An Bord Pleanala approved the €317 million Galway city bypass after finding the impact of the road project on the Lough Corrib candidate Special Area of Conservation site, while "locally severe"", would not adversely affect the "integrity" of the site, it has been claimed before the Commercial Court.

The Board's decision was akin to saying, if we have a lot of early Church stained glass in Ireland, it does not matter if you allow 10 per cent of it to be destroyed, Paul O'Higgins SC, for environmental campaigner Peter Sweetman, said. That was "entitrely contrary" to the purpose of European law on conservation of habitats.

In proceedings by Mr Sweetman which opened this week and are expected to last six days, the State has agreed with his claim that the Board's approval of November 2008 is invalid because it breaches provisions of the EU Habitats Directive requiring such projects must not adversely affect the integrity of a conservation site, in this case the Lough Corrib candidate Special Area of Conservation (cSAC ) site.

The State has also claimed the approval exposes it to potential legal action and fines by the European Commission.

Under the Habitats Directive, Mr Sweetman claims EU member states cannot approve projects which will have a signifciant impact on a cSAC and/or priority ntaural habitat when there has been no assessment of solutions which do not impact.

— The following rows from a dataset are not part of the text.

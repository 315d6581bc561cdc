use std::collections::VecDeque;
use std::io::Write;

use anyhow::Result;
use indicatif::ProgressBar;
use tracing::{debug, info, warn};

use crate::cache::CachedFetcher;
use crate::classify;
use crate::export::Exporter;
use crate::fetch::PageFetcher;
use crate::model::Entity;
use crate::parser::{detail, event, listing, missions, ExtractError};

const DETAIL_READY: &str = ".eu4box";
const MISSIONS_READY: &str = "table";
const EVENT_READY: &str = ".eu4box";
const LISTING_READY: &str = "table";

/// Pending page visit below an entity. The parent is the entity being
/// enriched; event items also carry the index of their task.
#[derive(Debug, Clone, PartialEq, Eq)]
pub enum WorkItem {
    Detail { link: String },
    Missions { link: String },
    Event { task: usize, link: String },
}

impl WorkItem {
    pub fn level(&self) -> &'static str {
        match self {
            WorkItem::Detail { .. } => "detail",
            WorkItem::Missions { .. } => "missions",
            WorkItem::Event { .. } => "event",
        }
    }
}

/// Row or page left out of the dataset because of its structure.
#[derive(Debug, Clone)]
pub struct Skipped {
    pub entity: Option<String>,
    pub reason: String,
}

pub struct Crawler<F> {
    pages: CachedFetcher<F>,
    pub skipped: Vec<Skipped>,
}

impl<F: PageFetcher> Crawler<F> {
    pub fn new(pages: CachedFetcher<F>) -> Self {
        Self {
            pages,
            skipped: Vec::new(),
        }
    }

    fn skip(&mut self, entity: Option<&str>, err: ExtractError) {
        warn!(entity, "{}", err);
        self.skipped.push(Skipped {
            entity: entity.map(str::to_string),
            reason: err.to_string(),
        });
    }

    /// Load the listing page and read its entities in table order.
    pub async fn listing(&mut self, path: &str) -> Result<Vec<Entity>> {
        let html = self.pages.load(path, path, LISTING_READY).await?;
        let mut entities = Vec::new();
        for row in listing::extract(&html, path) {
            match row {
                Ok(entity) => entities.push(entity),
                Err(e) => self.skip(None, e),
            }
        }
        info!("Listing {} has {} entities", path, entities.len());
        Ok(entities)
    }

    /// Follow the entity's detail, mission and event pages until nothing is
    /// left to visit. On return the entity is fully enriched.
    pub async fn enrich(&mut self, entity: &mut Entity) -> Result<()> {
        if !entity.has_missions {
            return Ok(());
        }
        let Some(link) = entity.link.clone() else {
            self.skip(
                Some(&entity.name),
                ExtractError::MissingElement {
                    page: entity.cache_key().to_string(),
                    what: "country link",
                },
            );
            return Ok(());
        };

        let mut queue = VecDeque::from([WorkItem::Detail { link }]);
        while let Some(item) = queue.pop_front() {
            debug!(entity = %entity.name, level = item.level(), "visiting");
            self.visit(entity, item, &mut queue).await?;
        }
        Ok(())
    }

    async fn visit(
        &mut self,
        entity: &mut Entity,
        item: WorkItem,
        queue: &mut VecDeque<WorkItem>,
    ) -> Result<()> {
        match item {
            WorkItem::Detail { link } => {
                let key = entity.cache_key().to_string();
                let html = self.pages.load(&key, &link, DETAIL_READY).await?;
                match detail::missions_link(&html) {
                    Some(missions) => {
                        entity.missions_link = Some(missions.clone());
                        queue.push_back(WorkItem::Missions { link: missions });
                    }
                    None => debug!(entity = %entity.name, "no missions link on detail page"),
                }
            }
            WorkItem::Missions { link } => {
                let html = self.pages.load(&link, &link, MISSIONS_READY).await?;
                for row in missions::extract(&html, &link) {
                    let row = match row {
                        Ok(r) => r,
                        Err(e) => {
                            self.skip(Some(&entity.name), e);
                            continue;
                        }
                    };
                    let task = classify::classify_task(row);
                    if let Some(event_link) = task.event.as_ref().and_then(|e| e.link.clone()) {
                        queue.push_back(WorkItem::Event {
                            task: entity.tasks.len(),
                            link: event_link,
                        });
                    }
                    entity.tasks.push(task);
                }
                debug!(entity = %entity.name, tasks = entity.tasks.len(), "missions read");
            }
            WorkItem::Event { task, link } => {
                let html = self.pages.load(&link, &link, EVENT_READY).await?;
                match event::outcome_text(&html, &link) {
                    Ok(text) => {
                        if let Some(ev) = entity.tasks.get_mut(task).and_then(|t| t.event.as_mut()) {
                            ev.outcome = Some(classify::classify_outcome(text));
                        }
                    }
                    Err(e) => self.skip(Some(&entity.name), e),
                }
            }
        }
        Ok(())
    }
}

/// Crawl summary printed at the end of a run.
pub struct CrawlReport {
    pub entities: Vec<Entity>,
    pub exported: usize,
    pub skipped: Vec<Skipped>,
    pub cache_hits: usize,
    pub cache_misses: usize,
}

/// Crawl the listing, enrich each entity in order and export it as soon as
/// it is complete.
pub async fn run<F: PageFetcher, W: Write>(
    mut crawler: Crawler<F>,
    exporter: &mut Exporter<W>,
    listing_path: &str,
    limit: Option<usize>,
    progress: &ProgressBar,
) -> Result<CrawlReport> {
    let mut entities = crawler.listing(listing_path).await?;
    if let Some(n) = limit {
        entities.truncate(n);
    }
    progress.set_length(entities.len() as u64);

    for entity in entities.iter_mut() {
        progress.set_message(entity.name.clone());
        crawler.enrich(entity).await?;
        if exporter.offer(entity)? {
            info!(entity = %entity.name, "exported");
        }
        progress.inc(1);
    }
    progress.finish_and_clear();

    Ok(CrawlReport {
        exported: exporter.rows,
        skipped: crawler.skipped,
        cache_hits: crawler.pages.hits,
        cache_misses: crawler.pages.misses,
        entities,
    })
}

The Board's own inspector had recommended approval should be refused after an oral hearing in which the inspector accepted the alternatives to the proposed road project had not been subject to an appropriate assessment, Mr Sweetman said. The National Parks and Wildlife Service of the Department of the Environment also expressed opposition to the project during the oral hearing.

In opposing Mr Sweetman's challenge, the Board denies any breach of the Habitats Directive or the EC (Natural Habitats ) Regulations and claims it took account of all the evidence before it before granting approval.

The Board said it considered the approved road development would be an appropriate solution to the identified traffic needs of Galway city and surrounding area and, while having a "localised severe impact" on the Lough Corrib cSAC, would not adversely affect the integrity of the cSAC.

The challenge to the approval for the N6 Galway City Outer Bypass scheme is one of two being heard in tandem by Mr Justice George Birmingham. The Board granted approval for the road scheme with the exception of a connection between Gortatlev and An Baile Nua.

The case by Mr Sweetman, Lower Rathmines Road, Dublin, is against the Board and the State, with Galway city council and Galway county council as notice parties, and essentially centres on the arguments the road approval breaches the Habitats Directive and Article 30 of the EC (Natural Habitats ) Regulations.

Other issues relate to whether the "substantial grounds" standard of review applied by the Irish High Court to environmental cases, and the alleged "prohibitive" cost of such challenges, breaches Irish and European law provisions relating to rights of access to the courts and other right.

The second action is by Hands Across the Corrib Ltd, "Carraig Ban", Ballinfoyle, Co Galway, an environmental non-government organisation. It claims the Board's approval for the road project was based on a flawed Environmental Impact Assessment and argues an "efficient, intelligent, public transport system" is a "very real alternative" to the proposed by-pass.

Galway City and County Councils want the project to go ahead and are supporting the Board in its arguments.

Mr O'Higgins told the court the Board acted irrationally, erred in law and failed to give any adequate reasons for its conclusion that approval for the project would not adversely affect the Lough Corrib cSAC and did not breach Article 6 of the Habitats Dirertcive.

Mr Sweetman claims the Board accepted an Environmental Impact Statement from the Galway councils although that EIS had failed to discuss the impact on a priority habitat and included incorrect maps.

The fact a Limestone Pavement (Priority Habitat ) had been designated at Menlo on the route of the proposed road was not included in the EIS, it was also argued. The hearing continues.